Clawing back an insurance excess
When you buy a short-term insurance policy, you should be mindful of the excess, or excesses, that will be applied when you claim.
In the case of motor insurance, you should also know that if you did not cause a motor vehicle accident and your insurer recovers money from a third party, it is obliged to refund you all or a portion of your excess. If the insurer does not recover your excess from the third party, you will not receive a refund.
You and your insurer are the first and second parties to the insurance contract, and anyone else not bound by the contract is the third party.
The excess is the first amount of money you have to pay when you lodge a claim. The insurer is obliged by law to explain the excess structure of the policy to you – the basic excess and any additional excesses. This can be done during the underwriting of the risk if, for example, you are sold the policy over the phone, or the excess structure should be clearly set out on the proposal form.
If you use a broker, he or she must inform you of the excesses.

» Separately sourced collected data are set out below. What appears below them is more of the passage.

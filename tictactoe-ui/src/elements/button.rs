//! Push button with an optional icon or text label

use std::rc::Rc;

use super::{Rectangle, Texture, TextureError, Widget};
use crate::{Bounds, Color, DrawList, InputEvent, PointerButton, Resources};

/// Visual state of a button
#[derive(Debug, Clone, Copy, PartialEq, Eq, Default)]
pub enum ButtonState {
    #[default]
    Normal,
    Hover,
    Pressed,
}

/// Colors used for each state, plus the label color.
#[derive(Debug, Clone, Copy, PartialEq)]
pub struct ButtonStyle {
    pub background: Color,
    pub background_hover: Color,
    pub background_pressed: Color,
    pub text_color: Color,
}

impl Default for ButtonStyle {
    fn default() -> Self {
        Self {
            background: Color::rgb(50, 140, 140),
            background_hover: Color::rgb(30, 120, 120),
            background_pressed: Color::rgb(60, 60, 60),
            text_color: Color::WHITE,
        }
    }
}

impl ButtonStyle {
    pub fn color_for(&self, state: ButtonState) -> Color {
        match state {
            ButtonState::Normal => self.background,
            ButtonState::Hover => self.background_hover,
            ButtonState::Pressed => self.background_pressed,
        }
    }
}

type PressHandler = Box<dyn FnMut(&Button)>;

pub struct Button {
    background: Rectangle,
    icon: Option<Texture>,
    label: Option<Texture>,
    style: ButtonStyle,
    state: ButtonState,
    on_press: Option<PressHandler>,
}

impl Button {
    pub fn new() -> Self {
        let style = ButtonStyle::default();
        Self {
            background: Rectangle::new(60.0, 40.0).with_color(style.background),
            icon: None,
            label: None,
            style,
            state: ButtonState::Normal,
            on_press: None,
        }
    }

    pub fn with_style(mut self, style: ButtonStyle) -> Self {
        self.set_style(style);
        self
    }

    pub fn with_rect(mut self, rect: Bounds) -> Self {
        self.set_rect(rect);
        self
    }

    pub fn set_style(&mut self, style: ButtonStyle) {
        self.style = style;
        self.set_state(self.state);
    }

    pub fn style(&self) -> &ButtonStyle {
        &self.style
    }

    pub fn set_background_color(&mut self, color: Color) {
        self.style.background = color;
        self.set_state(self.state);
    }

    pub fn set_background_hover_color(&mut self, color: Color) {
        self.style.background_hover = color;
        self.set_state(self.state);
    }

    pub fn set_background_pressed_color(&mut self, color: Color) {
        self.style.background_pressed = color;
        self.set_state(self.state);
    }

    /// Affects labels rendered from now on.
    pub fn set_text_color(&mut self, color: Color) {
        self.style.text_color = color;
    }

    /// Render `text` as the button label.
    ///
    /// The previous label, if any, is kept when rendering fails.
    pub fn set_text(
        &mut self,
        resources: &Rc<Resources>,
        text: &str,
        size: f32,
    ) -> Result<(), TextureError> {
        let label = self.label.get_or_insert_with(|| Texture::new(resources));
        label.setup_text(text, size, self.style.text_color);
        label.make_text()?;
        self.update_content_rect();
        Ok(())
    }

    pub fn label(&self) -> Option<&Texture> {
        self.label.as_ref()
    }

    pub fn set_icon(&mut self, icon: Texture) {
        self.icon = Some(icon);
        self.update_content_rect();
    }

    pub fn icon(&self) -> Option<&Texture> {
        self.icon.as_ref()
    }

    pub fn icon_mut(&mut self) -> Option<&mut Texture> {
        self.icon.as_mut()
    }

    /// Move and resize the button, recentering its icon and label.
    pub fn set_rect(&mut self, rect: Bounds) {
        *self.background.bounds_mut() = rect;
        self.update_content_rect();
    }

    pub fn state(&self) -> ButtonState {
        self.state
    }

    /// Register the callback fired on the transition into `Pressed`.
    pub fn set_on_press<F>(&mut self, handler: F)
    where
        F: FnMut(&Button) + 'static,
    {
        self.on_press = Some(Box::new(handler));
    }

    /// Run the state machine for one event.
    ///
    /// Returns `true` when this event pressed the button, which is also
    /// the only time the press callback runs. While pressed, everything
    /// except a pointer release is ignored.
    pub fn process_event(&mut self, event: &InputEvent) -> bool {
        let Some((x, y)) = event.position() else {
            return false;
        };

        if self.state == ButtonState::Pressed && !event.is_pointer_up() {
            return false;
        }

        let hovering = self.bounds().contains(x, y);
        if hovering {
            if let InputEvent::PointerDown {
                button: PointerButton::Primary,
                ..
            } = event
            {
                self.set_state(ButtonState::Pressed);
                self.fire_press();
                return true;
            }
        }

        self.set_state(if hovering {
            ButtonState::Hover
        } else {
            ButtonState::Normal
        });
        false
    }

    /// Draw with an explicit icon source rect, destination and angle.
    pub fn draw_ex(
        &self,
        list: &mut DrawList,
        source: Option<Bounds>,
        dest: Option<Bounds>,
        angle: f32,
    ) {
        self.draw_background(list);
        if let Some(icon) = &self.icon {
            icon.draw_ex(list, source, dest, angle);
        }
    }

    fn draw_background(&self, list: &mut DrawList) {
        self.background.draw(list);
        if let Some(label) = &self.label {
            label.draw(list);
        }
    }

    fn set_state(&mut self, state: ButtonState) {
        self.state = state;
        self.background.set_color(self.style.color_for(state));
    }

    fn fire_press(&mut self) {
        if let Some(mut handler) = self.on_press.take() {
            handler(self);
            // the handler may have installed a replacement
            if self.on_press.is_none() {
                self.on_press = Some(handler);
            }
        }
    }

    fn update_content_rect(&mut self) {
        let outer = *self.background.bounds();
        for texture in [self.label.as_mut(), self.icon.as_mut()].into_iter().flatten() {
            let (w, h) = (texture.width(), texture.height());
            texture.set_rect(Bounds::centered_in(&outer, w, h));
        }
    }
}

impl Default for Button {
    fn default() -> Self {
        Self::new()
    }
}

impl Widget for Button {
    fn bounds(&self) -> &Bounds {
        self.background.bounds()
    }

    fn draw(&self, list: &mut DrawList) {
        self.draw_background(list);
        if let Some(icon) = &self.icon {
            icon.draw(list);
        }
    }
}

The excesses must be paid even if someone else caused the the accident.
Whether your insurer decides to recover money from the third party will depend on whether it is economical to do so, taking into consideration the legal costs of the action.
If money is recovered, you will receive a refund, although the amount you receive will be determined by the terms and conditions of your policy.
Dennis Jooste, the Ombudsman for Short-term Insurance, reports on the case of Mrs M, who was involved in a car crash caused by a third party. Her insurer, Western National Insurance, wrote off her car, because it was uneconomical to repair, and calculated its liability based on the market value of the vehicle. But about R45 000 (40 percent of the claim) in respect of the basic and additional excesses was deducted from the settlement offer.
Mrs M approached the ombudsman to investigate whether or not the insurer was entitled to charge such a high excess, as well as how much of the excess should be refunded to her once the insurer had recovered it.
Western National provided the ombudsman with a recorded sales conversation in which Mrs M was advised of the basic excess, as well as the additional excesses that might apply.
The insurer confirmed that a recovery had been initiated against the third party’s insurer, which had accepted liability for the accident.
It also referred to the policy wording regarding the refund of the excess: “On the successful recovery of any amount recovered from a third party, the insured shall be refunded the first amount paid (the excess) on condition that the insurer has recovered all of the costs pertaining to the claim, which includes but is not limited to all own damages, towing and storage fees, assessor’s fees, legal fees, tracing fees, admin fees and/or the like.”
Western National recovered R71 000 from the third party’s insurer, plus R22 000 from the proceeds of the salvage, a total of R93 000.
After the insurer had deducted the costs it had incurred, as stated in the policy wording, Mrs M had been offered a R8 000 refund on the excess.
The ombudsman was satisfied that Mrs M had been told about the structure of the basic and additional excesses before the commencement of the policy.
A recommendation was made by the ombudsman to Western National to consider calculating the excess refund based on the percentage paid by each party in relation to the total amount recovered by the insurer.
The insurer’s administration and settlement costs amounted to 65 percent of the claim. Western Nation was asked to refund Mrs M the balance of R33 000, or 35 percent of the total amount recovered. But the insurer said it was prepared to refund only up to 28 percent of the recovered amount. It offered Mrs M R21 000, which she accepted.
BASIC AND ADDITIONAL EXCESSES
Motor vehicle policies normally have a basic excess (of, for example, R3 000) and various additional excesses that are payable depending on the risk profile of the policyholder or driver and specific conditions surrounding a particular claim.
Conditions under which additional excesses may be levied include:
* The driver is under the age of 25;
* You claim in the first six months of taking out the policy;
* The accident is between midnight and 5am;
* Your car is not fitted with the minimum security required, such as a tracking device; and
* It is a one-party accident – no other vehicles besides your own were involved.